Assignment -> Pick each line that has "columns" out of the records.

** Opening Recorded information block **

//! Checks shared by every validator.

use cohort_model::{Table, canonical_dataset_name, template};

use crate::error::{Result, ValidationError};

pub(crate) fn check_template(
    table: &Table,
    name: &'static str,
    columns: &[&str],
) -> Result<()> {
    if template::columns_match(table.headers(), columns) {
        Ok(())
    } else {
        Err(ValidationError::SchemaMismatch {
            template: name,
            expected: columns.iter().map(|c| c.to_string()).collect(),
            found: table.headers().to_vec(),
        })
    }
}

pub(crate) fn check_duplicates(table: &Table) -> Result<()> {
    if table.has_duplicate_rows() {
        Err(ValidationError::DuplicateRows)
    } else {
        Ok(())
    }
}

pub(crate) fn check_blanks(table: &Table) -> Result<()> {
    match table.find_blank_cell() {
        Some((row, column)) => Err(ValidationError::BlankCell {
            column: column.to_string(),
            row,
        }),
        None => Ok(()),
    }
}

pub(crate) fn check_populated(table: &Table, column: &'static str) -> Result<()> {
    for row in table.iter_rows() {
        if row.get(column).is_none() {
            return Err(ValidationError::MissingValue { column });
        }
    }
    Ok(())
}

/// The batch's single dataset name, canonicalized. Whitespace inside a
/// name is rejected before normalization.
pub(crate) fn single_dataset_name(table: &Table) -> Result<String> {
    for raw in table.distinct_values("dataset_name") {
        if raw.chars().any(char::is_whitespace) {
            return Err(ValidationError::DatasetNameWhitespace(raw.to_string()));
        }
    }
    let mut names: Vec<String> = table
        .distinct_values("dataset_name")
        .into_iter()
        .map(canonical_dataset_name)
        .collect();
    names.sort();
    names.dedup();
    if names.len() == 1 {
        Ok(names.remove(0))
    } else {
        Err(ValidationError::DatasetNotSingular(names))
    }
}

** Closing Recorded information block **

Result for this task ->
    columns: &[&str],
    if template::columns_match(table.headers(), columns) {
            expected: columns.iter().map(|c| c.to_string()).collect(),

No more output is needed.